### About this exercise
The records below must be reproduced in full and without error.

### Source data
//! System subscription and ordering.
//!
//! Systems never hold references to pools across ticks; they subscribe pool
//! *names* into named groups chosen by structural predicates (`PoolType`),
//! and look pools up through the manager during their own update. The
//! `SystemManager` executes systems strictly in the externally configured
//! order: a system may appear more than once, and a registered system that
//! is absent from the order never runs.

use std::collections::HashMap;

use hailstorm_core::types::SimTime;
use rand_chacha::ChaCha8Rng;

use crate::error::SimResult;
use crate::pool::Pool;
use crate::pool_manager::PoolManager;
use crate::spawn::SpawnRuleSet;

/// Structural predicate deciding whether a system cares about a pool: every
/// required component array, shared component, and tag must be present.
#[derive(Debug, Clone, Default)]
pub struct PoolType {
    required_arrays: Vec<String>,
    required_shared: Vec<String>,
    required_tags: Vec<String>,
}

impl PoolType {
    pub fn new() -> Self {
        Self::default()
    }

    pub fn with_array(mut self, component: &str) -> Self {
        self.required_arrays.push(component.to_string());
        self
    }

    pub fn with_shared(mut self, component: &str) -> Self {
        self.required_shared.push(component.to_string());
        self
    }

    pub fn with_tag(mut self, tag: &str) -> Self {
        self.required_tags.push(tag.to_string());
        self
    }

    pub fn matches(&self, pool: &Pool) -> bool {
        self.required_arrays
            .iter()
            .all(|name| pool.has_component_array(name))
            && self.required_shared.iter().all(|name| pool.has_shared(name))
            && self.required_tags.iter().all(|tag| pool.has_tag(tag))
    }
}

/// A system's named pool groups. A single system often needs different data
/// per pool shape (pools with handles vs. all pools), so subscription places
/// a pool into every group whose predicate it matches.
#[derive(Default)]
pub struct PoolGroups {
    types: Vec<(String, PoolType)>,
    groups: HashMap<String, Vec<String>>,
}

impl PoolGroups {
    pub fn new() -> Self {
        Self::default()
    }

    pub fn add_group(&mut self, key: &str, pool_type: PoolType) {
        self.types.push((key.to_string(), pool_type));
        self.groups.entry(key.to_string()).or_default();
    }

    /// Place a pool into every group it matches structurally.
    pub fn subscribe(&mut self, pool: &Pool) {
        for (key, pool_type) in &self.types {
            if pool_type.matches(pool) {
                let group = self.groups.entry(key.clone()).or_default();
                if !group.iter().any(|name| name == pool.name()) {
                    group.push(pool.name().to_string());
                }
            }
        }
    }

    /// Remove a pool from every group it was placed in.
    pub fn unsubscribe(&mut self, pool_name: &str) {
        for group in self.groups.values_mut() {
            group.retain(|name| name != pool_name);
        }
    }

    /// Pool names in one group, in subscription order.
    pub fn group(&self, key: &str) -> &[String] {
        self.groups.get(key).map(Vec::as_slice).unwrap_or(&[])
    }
}

/// Everything a system may touch during one tick.
pub struct TickContext<'a> {
    pub pools: &'a mut PoolManager,
    pub rules: &'a mut SpawnRuleSet,
    pub rng: &'a mut ChaCha8Rng,
    pub time: SimTime,
}

pub trait System: Send {
    fn pool_groups(&mut self) -> &mut PoolGroups;

    fn subscribe(&mut self, pool: &Pool) {
        self.pool_groups().subscribe(pool);
    }

    fn unsubscribe(&mut self, pool_name: &str) {
        self.pool_groups().unsubscribe(pool_name);
    }

    fn update(&mut self, ctx: &mut TickContext<'_>) -> SimResult<()>;
}

/// Apply `f` to every pool in one group. Pools deleted since subscription
/// are skipped.
pub fn update_pool_group<F>(
    groups: &PoolGroups,
    key: &str,
    pools: &mut PoolManager,
    mut f: F,
) -> SimResult<()>
where
    F: FnMut(&mut Pool) -> SimResult<()>,
{
    for name in groups.group(key) {
        if let Some(pool) = pools.get_pool_mut(name) {
            f(pool)?;
        }
    }
    Ok(())
}

/// Apply `f` to every ordered pair across two groups (collision-style N x M
/// checks). A pool paired with itself is skipped.
pub fn update_interaction<F>(
    groups: &PoolGroups,
    first_key: &str,
    second_key: &str,
    pools: &mut PoolManager,
    mut f: F,
) -> SimResult<()>
where
    F: FnMut(&mut Pool, &mut Pool) -> SimResult<()>,
{
    let first_group: Vec<String> = groups.group(first_key).to_vec();
    let second_group: Vec<String> = groups.group(second_key).to_vec();
    for first in &first_group {
        for second in &second_group {
            if let Some(result) = pools.with_pool_pair_mut(first, second, &mut f) {
                result?;
            }
        }
    }
    Ok(())
}

#[derive(Default)]
pub struct SystemManager {
    systems: HashMap<String, Box<dyn System>>,
    update_order: Vec<String>,
}

impl SystemManager {
    pub fn new() -> Self {
        Self::default()
    }

    pub fn register(&mut self, name: &str, system: Box<dyn System>) {
        if self.systems.contains_key(name) {
            log::warn!("system `{name}` registered twice; keeping first registration");
            return;
        }
        self.systems.insert(name.to_string(), system);
    }

    /// Configure the execution order. Entries naming unregistered systems
    /// are skipped at update time; registered systems left out never run.
    pub fn set_update_order(&mut self, order: &[&str]) {
        self.update_order = order.iter().map(|name| name.to_string()).collect();
    }

    pub fn update_order(&self) -> &[String] {
        &self.update_order
    }

    pub fn get_mut(&mut self, name: &str) -> Option<&mut Box<dyn System>> {
        self.systems.get_mut(name)
    }

    /// Offer a newly created pool to every registered system.
    pub fn subscribe_pool(&mut self, pool: &Pool) {
        for system in self.systems.values_mut() {
            system.subscribe(pool);
        }
    }

    pub fn unsubscribe_pool(&mut self, pool_name: &str) {
        for system in self.systems.values_mut() {
            system.unsubscribe(pool_name);
        }
    }

    /// Run one tick: every entry of the configured order, in order.
    pub fn update(&mut self, ctx: &mut TickContext<'_>) -> SimResult<()> {
        let order = self.update_order.clone();
        for name in &order {
            if let Some(system) = self.systems.get_mut(name) {
                system.update(ctx)?;
            }
        }
        Ok(())
    }
}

### Answer to the exercise
//! System subscription and ordering.
//!
//! Systems never hold references to pools across ticks; they subscribe pool
//! *names* into named groups chosen by structural predicates (`PoolType`),
//! and look pools up through the manager during their own update. The
//! `SystemManager` executes systems strictly in the externally configured
//! order: a system may appear more than once, and a registered system that
//! is absent from the order never runs.

use std::collections::HashMap;

use hailstorm_core::types::SimTime;
use rand_chacha::ChaCha8Rng;

use crate::error::SimResult;
use crate::pool::Pool;
use crate::pool_manager::PoolManager;
use crate::spawn::SpawnRuleSet;

/// Structural predicate deciding whether a system cares about a pool: every
/// required component array, shared component, and tag must be present.
#[derive(Debug, Clone, Default)]
pub struct PoolType {
    required_arrays: Vec<String>,
    required_shared: Vec<String>,
    required_tags: Vec<String>,
}

impl PoolType {
    pub fn new() -> Self {
        Self::default()
    }

    pub fn with_array(mut self, component: &str) -> Self {
        self.required_arrays.push(component.to_string());
        self
    }

    pub fn with_shared(mut self, component: &str) -> Self {
        self.required_shared.push(component.to_string());
        self
    }

    pub fn with_tag(mut self, tag: &str) -> Self {
        self.required_tags.push(tag.to_string());
        self
    }

    pub fn matches(&self, pool: &Pool) -> bool {
        self.required_arrays
            .iter()
            .all(|name| pool.has_component_array(name))
            && self.required_shared.iter().all(|name| pool.has_shared(name))
            && self.required_tags.iter().all(|tag| pool.has_tag(tag))
    }
}

/// A system's named pool groups. A single system often needs different data
/// per pool shape (pools with handles vs. all pools), so subscription places
/// a pool into every group whose predicate it matches.
#[derive(Default)]
pub struct PoolGroups {
    types: Vec<(String, PoolType)>,
    groups: HashMap<String, Vec<String>>,
}

impl PoolGroups {
    pub fn new() -> Self {
        Self::default()
    }

    pub fn add_group(&mut self, key: &str, pool_type: PoolType) {
        self.types.push((key.to_string(), pool_type));
        self.groups.entry(key.to_string()).or_default();
    }

    /// Place a pool into every group it matches structurally.
    pub fn subscribe(&mut self, pool: &Pool) {
        for (key, pool_type) in &self.types {
            if pool_type.matches(pool) {
                let group = self.groups.entry(key.clone()).or_default();
                if !group.iter().any(|name| name == pool.name()) {
                    group.push(pool.name().to_string());
                }
            }
        }
    }

    /// Remove a pool from every group it was placed in.
    pub fn unsubscribe(&mut self, pool_name: &str) {
        for group in self.groups.values_mut() {
            group.retain(|name| name != pool_name);
        }
    }

    /// Pool names in one group, in subscription order.
    pub fn group(&self, key: &str) -> &[String] {
        self.groups.get(key).map(Vec::as_slice).unwrap_or(&[])
    }
}

/// Everything a system may touch during one tick.
pub struct TickContext<'a> {
    pub pools: &'a mut PoolManager,
    pub rules: &'a mut SpawnRuleSet,
    pub rng: &'a mut ChaCha8Rng,
    pub time: SimTime,
}

pub trait System: Send {
    fn pool_groups(&mut self) -> &mut PoolGroups;

    fn subscribe(&mut self, pool: &Pool) {
        self.pool_groups().subscribe(pool);
    }

    fn unsubscribe(&mut self, pool_name: &str) {
        self.pool_groups().unsubscribe(pool_name);
    }

    fn update(&mut self, ctx: &mut TickContext<'_>) -> SimResult<()>;
}

/// Apply `f` to every pool in one group. Pools deleted since subscription
/// are skipped.
pub fn update_pool_group<F>(
    groups: &PoolGroups,
    key: &str,
    pools: &mut PoolManager,
    mut f: F,
) -> SimResult<()>
where
    F: FnMut(&mut Pool) -> SimResult<()>,
{
    for name in groups.group(key) {
        if let Some(pool) = pools.get_pool_mut(name) {
            f(pool)?;
        }
    }
    Ok(())
}

/// Apply `f` to every ordered pair across two groups (collision-style N x M
/// checks). A pool paired with itself is skipped.
pub fn update_interaction<F>(
    groups: &PoolGroups,
    first_key: &str,
    second_key: &str,
    pools: &mut PoolManager,
    mut f: F,
) -> SimResult<()>
where
    F: FnMut(&mut Pool, &mut Pool) -> SimResult<()>,
{
    let first_group: Vec<String> = groups.group(first_key).to_vec();
    let second_group: Vec<String> = groups.group(second_key).to_vec();
    for first in &first_group {
        for second in &second_group {
            if let Some(result) = pools.with_pool_pair_mut(first, second, &mut f) {
                result?;
            }
        }
    }
    Ok(())
}

#[derive(Default)]
pub struct SystemManager {
    systems: HashMap<String, Box<dyn System>>,
    update_order: Vec<String>,
}

impl SystemManager {
    pub fn new() -> Self {
        Self::default()
    }

    pub fn register(&mut self, name: &str, system: Box<dyn System>) {
        if self.systems.contains_key(name) {
            log::warn!("system `{name}` registered twice; keeping first registration");
            return;
        }
        self.systems.insert(name.to_string(), system);
    }

    /// Configure the execution order. Entries naming unregistered systems
    /// are skipped at update time; registered systems left out never run.
    pub fn set_update_order(&mut self, order: &[&str]) {
        self.update_order = order.iter().map(|name| name.to_string()).collect();
    }

    pub fn update_order(&self) -> &[String] {
        &self.update_order
    }

    pub fn get_mut(&mut self, name: &str) -> Option<&mut Box<dyn System>> {
        self.systems.get_mut(name)
    }

    /// Offer a newly created pool to every registered system.
    pub fn subscribe_pool(&mut self, pool: &Pool) {
        for system in self.systems.values_mut() {
            system.subscribe(pool);
        }
    }

    pub fn unsubscribe_pool(&mut self, pool_name: &str) {
        for system in self.systems.values_mut() {
            system.unsubscribe(pool_name);
        }
    }

    /// Run one tick: every entry of the configured order, in order.
    pub fn update(&mut self, ctx: &mut TickContext<'_>) -> SimResult<()> {
        let order = self.update_order.clone();
        for name in &order {
            if let Some(system) = self.systems.get_mut(name) {
                system.update(ctx)?;
            }
        }
        Ok(())
    }
}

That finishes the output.